Some teacher or parent or scold once called this speaker a tramp, maybe said it of his whole crew, and now, in the song, he’s not even being ironic. From the beginning, he seems to say, the world has consigned us to being beggars, products of our times, our class, our town. Maybe someday he’ll get to a place he actually wants to be, maybe someday he’ll walk in the sun with Wendy by his side. Until then, there’s only this disaffected, directionless need to fill up the time.
For all of its energy and exuberance, all its would-be joie de vivre, it’s an anthem, paradoxically, to running in place. It’s the kind of running that gets you nowhere, and what’s more American than that?
“Running on Empty,” Jackson Browne (1977)
In our early twenties, Susan and I sometimes dog-sat for her parents’ neighbors. They were always flying off to meet new friends in faraway places, which made us suspect that they were swingers. And there was another suspicious thing about them: they loved Jackson Browne. I have never met anyone else who does.

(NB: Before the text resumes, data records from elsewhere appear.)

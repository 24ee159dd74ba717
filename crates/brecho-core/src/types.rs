//! # Domain Types
//!
//! Core domain types for the inventory & sale ledger.
//!
//! ## Type Hierarchy
//! ```text
//! ┌─────────────────────────────────────────────────────────────────────┐
//! │                         Domain Types                                │
//! │                                                                     │
//! │  ┌───────────────┐   ┌───────────────┐   ┌───────────────┐         │
//! │  │     Item      │   │   OpenSale    │   │   SaleLine    │         │
//! │  │ ───────────── │   │ ───────────── │   │ ───────────── │         │
//! │  │ id (UUID)     │   │ id (UUID)     │   │ item_id (FK)  │         │
//! │  │ quantity      │   │ client        │   │ cost_cents    │         │
//! │  │ reserved_qty  │   │ lines         │   │ price (frozen)│         │
//! │  │ status        │   │ total_cents   │   │ quantity      │         │
//! │  └───────────────┘   └───────────────┘   └───────────────┘         │
//! │                                                                     │
//! │  ┌───────────────┐   ┌───────────────┐                             │
//! │  │  ItemStatus   │   │DeliveryStatus │                             │
//! │  │ ───────────── │   │ ───────────── │                             │
//! │  │ Available     │   │ Pending       │                             │
//! │  │ Reserved      │   │ Scheduled     │                             │
//! │  │ Unavailable   │   │ Shipped       │                             │
//! │  │ Sold          │   │ Delivered     │                             │
//! │  └───────────────┘   └───────────────┘                             │
//! └─────────────────────────────────────────────────────────────────────┘
//! ```
//!
//! ## Snapshot Pattern
//! `SaleLine` and `ClientInfo` are frozen copies taken when a line enters a
//! sale. Later catalog price edits or client record edits never retroactively
//! change an open sale.

use chrono::{DateTime, NaiveDate, Utc};
use serde::{Deserialize, Serialize};
use ts_rs::TS;

use crate::money::Money;

// =============================================================================
// Item Status
// =============================================================================

/// The lifecycle status of a catalog item.
#[derive(Debug, Clone, Copy, PartialEq, Eq, Serialize, Deserialize, TS)]
#[ts(export)]
#[serde(rename_all = "snake_case")]
pub enum ItemStatus {
    /// In stock and free to be added to a sale.
    Available,
    /// Held by at least one open sale line.
    Reserved,
    /// No stock on hand (and not sold through this ledger).
    Unavailable,
    /// Permanently deducted on confirmed delivery.
    Sold,
}

impl Default for ItemStatus {
    fn default() -> Self {
        ItemStatus::Available
    }
}

// =============================================================================
// Item
// =============================================================================

/// A catalog entry: one sellable item with its stock and reservation counters.
///
/// ## Invariants
/// - `quantity >= 0` and `0 <= reserved_qty <= quantity` at all times
/// - `reserved == (reserved_qty > 0)`
/// - `status` is recomputed from the counters after every mutation
#[derive(Debug, Clone, Serialize, Deserialize, TS)]
#[ts(export)]
pub struct Item {
    /// Unique identifier (UUID v4).
    pub id: String,

    /// Display name shown to the operator and on receipts.
    pub name: String,

    /// Category/type used for filtered listing ("vestido", "calçado", ...).
    pub item_type: String,

    /// Optional external code (consignor tag, barcode).
    pub external_code: Option<String>,

    /// Acquisition cost in cents.
    pub cost_cents: i64,

    /// Profit margin in basis points (5000 = 50%).
    pub margin_bps: u32,

    /// Sale price in cents.
    pub price_cents: i64,

    /// Units on hand. Never negative.
    pub quantity: i64,

    /// Units currently held by open sale lines.
    pub reserved_qty: i64,

    /// Whether any reservation is outstanding.
    pub reserved: bool,

    /// Whether this item has been sold through a confirmed delivery.
    pub sold: bool,

    /// Derived lifecycle status.
    pub status: ItemStatus,

    /// When the item was registered.
    #[ts(as = "String")]
    pub created_at: DateTime<Utc>,

    /// When the item was last updated.
    #[ts(as = "String")]
    pub updated_at: DateTime<Utc>,
}

impl Item {
    /// Returns the sale price as Money.
    #[inline]
    pub fn price(&self) -> Money {
        Money::from_cents(self.price_cents)
    }

    /// Returns the cost price as Money.
    #[inline]
    pub fn cost(&self) -> Money {
        Money::from_cents(self.cost_cents)
    }

    /// Units that can still be reserved by a new sale line.
    #[inline]
    pub fn available_to_reserve(&self) -> i64 {
        self.quantity - self.reserved_qty
    }

    /// Whether the item shows up in the "available for selection" listing.
    #[inline]
    pub fn is_selectable(&self) -> bool {
        self.quantity > 0 && !self.reserved
    }

    /// Recomputes `reserved` and `status` from the counters.
    pub(crate) fn refresh_status(&mut self) {
        self.reserved = self.reserved_qty > 0;
        self.status = if self.sold && self.quantity == 0 {
            ItemStatus::Sold
        } else if self.reserved {
            ItemStatus::Reserved
        } else if self.quantity > 0 {
            ItemStatus::Available
        } else {
            ItemStatus::Unavailable
        };
    }
}

// =============================================================================
// New Item (registration input)
// =============================================================================

/// Input for registering a new catalog item.
///
/// When `price_cents` is absent the sale price is derived from the cost
/// price and the margin: `price = cost.with_margin(margin_bps)`.
#[derive(Debug, Clone, Serialize, Deserialize, TS)]
#[ts(export)]
pub struct NewItem {
    pub name: String,
    pub item_type: String,
    pub external_code: Option<String>,
    pub cost_cents: i64,
    pub margin_bps: u32,
    pub price_cents: Option<i64>,
    pub quantity: i64,
}

// =============================================================================
// Client Info
// =============================================================================

/// Client snapshot carried inside a sale.
///
/// Copied, not referenced: edits to the client register after a sale is
/// created do not change the sale's record of who bought it.
#[derive(Debug, Clone, PartialEq, Eq, Serialize, Deserialize, TS)]
#[ts(export)]
pub struct ClientInfo {
    pub name: String,
    pub phone: Option<String>,
    pub tax_id: Option<String>,
    pub address: Option<String>,
}

impl ClientInfo {
    /// Creates a client snapshot with only a name.
    pub fn named(name: impl Into<String>) -> Self {
        ClientInfo {
            name: name.into(),
            phone: None,
            tax_id: None,
            address: None,
        }
    }
}

// =============================================================================
// Sale Line
// =============================================================================

/// A line item in a sale.
/// Uses the snapshot pattern to freeze item data at time of adding.
#[derive(Debug, Clone, PartialEq, Eq, Serialize, Deserialize, TS)]
#[ts(export)]
pub struct SaleLine {
    /// Catalog item this line reserves.
    pub item_id: String,
    /// Item name at time of adding (frozen).
    pub name_snapshot: String,
    /// Cost price in cents at time of adding (frozen).
    pub cost_cents: i64,
    /// Sale price in cents at time of adding (frozen).
    pub unit_price_cents: i64,
    /// Quantity reserved by this line.
    pub quantity: i64,
}

impl SaleLine {
    /// Creates a sale line from a catalog item and quantity.
    ///
    /// ## Price Freezing
    /// The prices are captured at this moment. If the catalog prices change
    /// afterwards, this line retains the originals.
    pub fn from_item(item: &Item, quantity: i64) -> Self {
        SaleLine {
            item_id: item.id.clone(),
            name_snapshot: item.name.clone(),
            cost_cents: item.cost_cents,
            unit_price_cents: item.price_cents,
            quantity,
        }
    }

    /// Line total (unit price × quantity).
    #[inline]
    pub fn line_total_cents(&self) -> i64 {
        self.unit_price_cents * self.quantity
    }

    /// Returns the unit price as Money.
    #[inline]
    pub fn unit_price(&self) -> Money {
        Money::from_cents(self.unit_price_cents)
    }
}

/// Input for adding an item to a sale: which item, how many units.
///
/// Callers never supply prices; the core snapshots them from the catalog.
#[derive(Debug, Clone, Serialize, Deserialize, TS)]
#[ts(export)]
pub struct LineRequest {
    pub item_id: String,
    pub quantity: i64,
}

impl LineRequest {
    pub fn new(item_id: impl Into<String>, quantity: i64) -> Self {
        LineRequest {
            item_id: item_id.into(),
            quantity,
        }
    }
}

// =============================================================================
// Open Sale
// =============================================================================

/// An in-progress sale: client snapshot, lines, totals and payment flags.
#[derive(Debug, Clone, Serialize, Deserialize, TS)]
#[ts(export)]
pub struct OpenSale {
    pub id: String,
    pub client: ClientInfo,
    /// Ordered line list. The total below is always recomputable from it.
    pub lines: Vec<SaleLine>,
    /// Sum of line totals in cents. Recomputed after every line mutation.
    pub total_cents: i64,
    #[ts(as = "String")]
    pub created_at: DateTime<Utc>,
    pub is_paid: bool,
    /// Freight value in cents, >= 0, default 0.
    pub freight_cents: i64,
    pub is_freight_paid: bool,
    /// Agreed delivery date, if already scheduled.
    #[ts(as = "Option<String>")]
    pub delivery_date: Option<NaiveDate>,
}

impl OpenSale {
    /// Creates a new unpaid sale from a client snapshot and line list.
    pub fn new(client: ClientInfo, lines: Vec<SaleLine>) -> Self {
        let mut sale = OpenSale {
            id: uuid::Uuid::new_v4().to_string(),
            client,
            lines,
            total_cents: 0,
            created_at: Utc::now(),
            is_paid: false,
            freight_cents: 0,
            is_freight_paid: false,
            delivery_date: None,
        };
        sale.recompute_total();
        sale
    }

    /// Recomputes the total from the current line list.
    ///
    /// Called after every line add/remove. The total is never patched
    /// incrementally; recompute-from-source is what keeps it from drifting.
    pub fn recompute_total(&mut self) {
        self.total_cents = self.lines.iter().map(|l| l.line_total_cents()).sum();
    }

    /// Both payment flags set: the sale is due for promotion.
    #[inline]
    pub fn is_fully_paid(&self) -> bool {
        self.is_paid && self.is_freight_paid
    }

    /// Returns the total as Money.
    #[inline]
    pub fn total(&self) -> Money {
        Money::from_cents(self.total_cents)
    }
}

// =============================================================================
// Delivery Status
// =============================================================================

/// Delivery progression for a promoted sale.
///
/// Never stored: always derived from which dates are present
/// (see `delivery::derive_status`).
#[derive(Debug, Clone, Copy, PartialEq, Eq, Serialize, Deserialize, TS)]
#[ts(export)]
#[serde(rename_all = "snake_case")]
pub enum DeliveryStatus {
    /// No delivery date agreed yet.
    Pending,
    /// Delivery date set, not yet shipped.
    Scheduled,
    /// Shipment confirmed.
    Shipped,
    /// Delivery confirmed. Terminal.
    Delivered,
}

impl Default for DeliveryStatus {
    fn default() -> Self {
        DeliveryStatus::Pending
    }
}

// =============================================================================
// Unit Tests
// =============================================================================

Browne’s most popular track is one of a slew of songs from the 70s and 80s, mostly written by men of our parents’ generation, that look back at the 60s with an almost oppressive nostalgia. Back then, the formula goes, life was just a succession of bright summer days full of freedom and self-actualization. Now, sadly, the years have emptied the singer’s figurative tank. Worse yet, he doesn’t know how he turned onto this road, much less where it leads, or what he’s looking for. He’s running on empty or running behind, running blind or into the sun.
Boo fucking hoo.
The running here isn’t bodily, it’s mechanical. The engine “runs” so the feet don’t have to. At the same time, because it isn’t an actual engine Browne means, the metaphor feels muddled: an engine runs like a body, its pistons pumping like legs, but an engine can run out of fuel (like a body), and in that way the body is like the engine that’s like…the body? What’s really empty here? Where are the fumes coming from?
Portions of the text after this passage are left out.